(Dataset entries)

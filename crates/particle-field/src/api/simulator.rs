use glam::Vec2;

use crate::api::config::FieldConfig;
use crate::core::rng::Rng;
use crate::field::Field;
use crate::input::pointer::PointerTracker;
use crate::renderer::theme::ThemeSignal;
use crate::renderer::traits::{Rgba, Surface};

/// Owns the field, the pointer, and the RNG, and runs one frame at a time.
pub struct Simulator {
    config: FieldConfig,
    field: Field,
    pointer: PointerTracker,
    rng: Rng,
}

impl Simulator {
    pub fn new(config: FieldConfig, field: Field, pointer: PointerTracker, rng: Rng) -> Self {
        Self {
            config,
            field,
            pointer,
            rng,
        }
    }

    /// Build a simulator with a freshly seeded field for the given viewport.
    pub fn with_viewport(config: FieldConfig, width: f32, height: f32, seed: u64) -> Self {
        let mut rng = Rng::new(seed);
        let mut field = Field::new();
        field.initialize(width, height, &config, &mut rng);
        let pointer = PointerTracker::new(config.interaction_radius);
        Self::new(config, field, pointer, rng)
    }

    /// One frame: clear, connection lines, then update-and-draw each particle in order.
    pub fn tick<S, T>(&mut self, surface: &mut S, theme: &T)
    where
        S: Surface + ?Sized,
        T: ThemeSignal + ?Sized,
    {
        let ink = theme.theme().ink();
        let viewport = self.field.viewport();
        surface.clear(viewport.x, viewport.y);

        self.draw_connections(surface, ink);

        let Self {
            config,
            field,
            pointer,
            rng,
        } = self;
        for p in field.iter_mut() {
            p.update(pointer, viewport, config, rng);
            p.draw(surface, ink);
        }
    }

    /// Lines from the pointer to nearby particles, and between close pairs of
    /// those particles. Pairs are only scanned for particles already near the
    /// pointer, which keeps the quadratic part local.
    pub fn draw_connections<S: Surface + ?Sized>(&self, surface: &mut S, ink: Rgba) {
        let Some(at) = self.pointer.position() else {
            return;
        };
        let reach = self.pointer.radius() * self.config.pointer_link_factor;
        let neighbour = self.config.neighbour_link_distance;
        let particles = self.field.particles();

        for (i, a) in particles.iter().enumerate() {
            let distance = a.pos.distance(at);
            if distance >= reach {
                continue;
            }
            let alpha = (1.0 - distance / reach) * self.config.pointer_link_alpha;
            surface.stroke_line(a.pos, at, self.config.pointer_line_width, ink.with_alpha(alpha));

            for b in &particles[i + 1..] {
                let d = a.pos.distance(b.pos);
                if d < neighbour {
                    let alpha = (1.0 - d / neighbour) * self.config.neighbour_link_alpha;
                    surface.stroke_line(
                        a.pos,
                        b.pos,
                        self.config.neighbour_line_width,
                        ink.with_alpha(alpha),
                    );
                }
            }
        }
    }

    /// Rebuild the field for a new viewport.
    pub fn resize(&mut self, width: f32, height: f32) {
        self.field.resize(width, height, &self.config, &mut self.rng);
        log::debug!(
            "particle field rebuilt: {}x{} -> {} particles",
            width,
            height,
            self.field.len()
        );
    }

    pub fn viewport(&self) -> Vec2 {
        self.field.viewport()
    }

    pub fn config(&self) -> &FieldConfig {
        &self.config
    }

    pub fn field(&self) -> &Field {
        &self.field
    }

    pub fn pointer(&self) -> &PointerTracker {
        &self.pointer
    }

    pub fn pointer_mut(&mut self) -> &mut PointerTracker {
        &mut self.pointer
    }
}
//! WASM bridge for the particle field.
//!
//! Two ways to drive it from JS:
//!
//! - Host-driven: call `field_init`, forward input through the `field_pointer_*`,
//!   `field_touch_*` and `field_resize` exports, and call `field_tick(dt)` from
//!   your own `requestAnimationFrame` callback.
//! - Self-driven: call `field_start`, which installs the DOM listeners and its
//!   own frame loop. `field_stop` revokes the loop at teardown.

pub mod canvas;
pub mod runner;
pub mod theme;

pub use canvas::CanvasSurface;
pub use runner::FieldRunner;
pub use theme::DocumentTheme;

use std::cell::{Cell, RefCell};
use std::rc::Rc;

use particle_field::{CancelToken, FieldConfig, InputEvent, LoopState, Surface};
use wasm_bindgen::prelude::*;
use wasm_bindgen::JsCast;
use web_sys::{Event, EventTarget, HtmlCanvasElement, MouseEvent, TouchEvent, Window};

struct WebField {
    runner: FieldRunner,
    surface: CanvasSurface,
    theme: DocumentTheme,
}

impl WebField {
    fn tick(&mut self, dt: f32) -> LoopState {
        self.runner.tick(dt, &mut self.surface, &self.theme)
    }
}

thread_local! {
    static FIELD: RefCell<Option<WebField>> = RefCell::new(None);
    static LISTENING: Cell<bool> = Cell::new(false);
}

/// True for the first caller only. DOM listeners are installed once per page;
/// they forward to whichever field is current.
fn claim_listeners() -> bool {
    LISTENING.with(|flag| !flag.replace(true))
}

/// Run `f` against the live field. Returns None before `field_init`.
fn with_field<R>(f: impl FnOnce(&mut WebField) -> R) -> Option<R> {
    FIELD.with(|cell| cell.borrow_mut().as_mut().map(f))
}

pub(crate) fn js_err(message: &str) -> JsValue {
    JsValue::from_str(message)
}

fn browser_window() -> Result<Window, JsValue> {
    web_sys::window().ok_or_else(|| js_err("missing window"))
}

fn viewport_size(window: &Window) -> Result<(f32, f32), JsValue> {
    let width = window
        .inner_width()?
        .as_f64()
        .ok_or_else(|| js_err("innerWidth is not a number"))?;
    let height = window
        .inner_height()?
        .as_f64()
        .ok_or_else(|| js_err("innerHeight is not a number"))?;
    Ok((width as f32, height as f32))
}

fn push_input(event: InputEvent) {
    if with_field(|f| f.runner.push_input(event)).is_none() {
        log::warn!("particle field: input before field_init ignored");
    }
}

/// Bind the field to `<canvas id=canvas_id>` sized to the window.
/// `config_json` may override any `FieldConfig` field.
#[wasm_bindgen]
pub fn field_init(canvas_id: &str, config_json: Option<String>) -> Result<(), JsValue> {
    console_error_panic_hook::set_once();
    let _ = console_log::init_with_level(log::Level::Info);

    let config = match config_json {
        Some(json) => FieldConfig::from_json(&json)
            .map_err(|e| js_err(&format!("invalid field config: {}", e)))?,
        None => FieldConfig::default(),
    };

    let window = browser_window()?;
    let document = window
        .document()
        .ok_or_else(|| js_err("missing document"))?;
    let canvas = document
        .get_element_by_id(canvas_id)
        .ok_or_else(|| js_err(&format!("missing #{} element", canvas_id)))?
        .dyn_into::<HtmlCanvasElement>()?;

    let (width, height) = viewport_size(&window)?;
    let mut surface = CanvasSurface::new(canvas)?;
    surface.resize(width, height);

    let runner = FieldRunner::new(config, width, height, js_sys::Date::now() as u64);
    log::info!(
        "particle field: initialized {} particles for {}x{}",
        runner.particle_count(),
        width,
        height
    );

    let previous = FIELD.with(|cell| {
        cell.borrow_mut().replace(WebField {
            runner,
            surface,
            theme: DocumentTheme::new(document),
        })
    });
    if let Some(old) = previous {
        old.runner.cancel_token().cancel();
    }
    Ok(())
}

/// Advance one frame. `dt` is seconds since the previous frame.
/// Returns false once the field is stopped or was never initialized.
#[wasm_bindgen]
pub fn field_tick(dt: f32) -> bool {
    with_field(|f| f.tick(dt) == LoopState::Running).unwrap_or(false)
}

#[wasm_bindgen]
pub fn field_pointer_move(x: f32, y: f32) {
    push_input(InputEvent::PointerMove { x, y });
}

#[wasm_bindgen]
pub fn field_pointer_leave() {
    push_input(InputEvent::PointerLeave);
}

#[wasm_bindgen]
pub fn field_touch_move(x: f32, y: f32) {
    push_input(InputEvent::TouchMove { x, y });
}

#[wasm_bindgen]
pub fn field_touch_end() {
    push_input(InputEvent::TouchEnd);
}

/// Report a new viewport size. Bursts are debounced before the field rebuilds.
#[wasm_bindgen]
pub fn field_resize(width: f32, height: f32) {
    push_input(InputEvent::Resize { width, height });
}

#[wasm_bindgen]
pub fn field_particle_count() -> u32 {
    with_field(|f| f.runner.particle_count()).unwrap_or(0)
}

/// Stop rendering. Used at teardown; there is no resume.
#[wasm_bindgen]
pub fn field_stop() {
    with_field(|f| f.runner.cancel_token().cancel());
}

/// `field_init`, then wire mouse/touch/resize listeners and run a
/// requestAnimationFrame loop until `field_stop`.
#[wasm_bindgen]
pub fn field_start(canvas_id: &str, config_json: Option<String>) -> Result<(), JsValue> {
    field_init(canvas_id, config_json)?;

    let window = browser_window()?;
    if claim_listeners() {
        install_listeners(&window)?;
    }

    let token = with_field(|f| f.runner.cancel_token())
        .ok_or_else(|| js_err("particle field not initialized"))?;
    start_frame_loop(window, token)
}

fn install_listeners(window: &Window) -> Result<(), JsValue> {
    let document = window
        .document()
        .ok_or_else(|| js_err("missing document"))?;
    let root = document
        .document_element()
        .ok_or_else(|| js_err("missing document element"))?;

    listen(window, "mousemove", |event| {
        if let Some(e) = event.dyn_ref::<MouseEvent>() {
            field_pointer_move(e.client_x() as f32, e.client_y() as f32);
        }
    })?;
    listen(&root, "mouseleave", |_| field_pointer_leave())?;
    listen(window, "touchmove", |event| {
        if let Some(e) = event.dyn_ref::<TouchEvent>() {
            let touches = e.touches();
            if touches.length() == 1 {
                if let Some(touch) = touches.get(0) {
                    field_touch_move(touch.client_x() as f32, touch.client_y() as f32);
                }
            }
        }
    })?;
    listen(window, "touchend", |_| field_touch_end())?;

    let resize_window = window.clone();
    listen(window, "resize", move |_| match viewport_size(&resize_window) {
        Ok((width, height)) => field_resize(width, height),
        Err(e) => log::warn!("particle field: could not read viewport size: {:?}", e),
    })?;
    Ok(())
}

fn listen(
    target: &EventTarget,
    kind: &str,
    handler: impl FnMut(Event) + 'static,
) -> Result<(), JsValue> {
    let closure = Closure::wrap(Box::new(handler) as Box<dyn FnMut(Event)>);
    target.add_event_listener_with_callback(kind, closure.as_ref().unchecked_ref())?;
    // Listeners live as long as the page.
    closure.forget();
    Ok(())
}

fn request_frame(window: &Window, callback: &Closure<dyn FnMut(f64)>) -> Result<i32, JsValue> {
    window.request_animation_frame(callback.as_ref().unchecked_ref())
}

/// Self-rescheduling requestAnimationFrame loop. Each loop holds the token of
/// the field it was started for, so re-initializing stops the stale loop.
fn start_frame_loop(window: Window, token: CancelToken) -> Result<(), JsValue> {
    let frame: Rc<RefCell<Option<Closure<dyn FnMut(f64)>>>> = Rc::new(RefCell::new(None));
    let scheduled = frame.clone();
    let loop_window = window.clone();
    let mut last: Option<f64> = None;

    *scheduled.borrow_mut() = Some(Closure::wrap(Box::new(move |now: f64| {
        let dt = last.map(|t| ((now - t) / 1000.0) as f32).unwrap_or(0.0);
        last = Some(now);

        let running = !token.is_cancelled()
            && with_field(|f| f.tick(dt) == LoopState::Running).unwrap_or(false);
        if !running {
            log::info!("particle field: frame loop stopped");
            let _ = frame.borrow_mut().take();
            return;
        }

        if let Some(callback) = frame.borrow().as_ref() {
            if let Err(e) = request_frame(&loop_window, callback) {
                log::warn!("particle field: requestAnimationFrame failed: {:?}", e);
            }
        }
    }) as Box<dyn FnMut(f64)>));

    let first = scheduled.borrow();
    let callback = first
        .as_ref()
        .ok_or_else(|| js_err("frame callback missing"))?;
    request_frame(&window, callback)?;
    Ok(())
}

WORK INSTRUCTION
Return, exactly as they stand, the lines from the start of the records above through the line with "PointerTracker, rng: Rng)", both ends included, and no other lines.

SOLUTION
filename crates/particle-field/src/api/simulator.rs
use glam::Vec2;

use crate::api::config::FieldConfig;
use crate::core::rng::Rng;
use crate::field::Field;
use crate::input::pointer::PointerTracker;
use crate::renderer::theme::ThemeSignal;
use crate::renderer::traits::{Rgba, Surface};

/// Owns the field, the pointer, and the RNG, and runs one frame at a time.
pub struct Simulator {
    config: FieldConfig,
    field: Field,
    pointer: PointerTracker,
    rng: Rng,
}

impl Simulator {
    pub fn new(config: FieldConfig, field: Field, pointer: PointerTracker, rng: Rng) -> Self {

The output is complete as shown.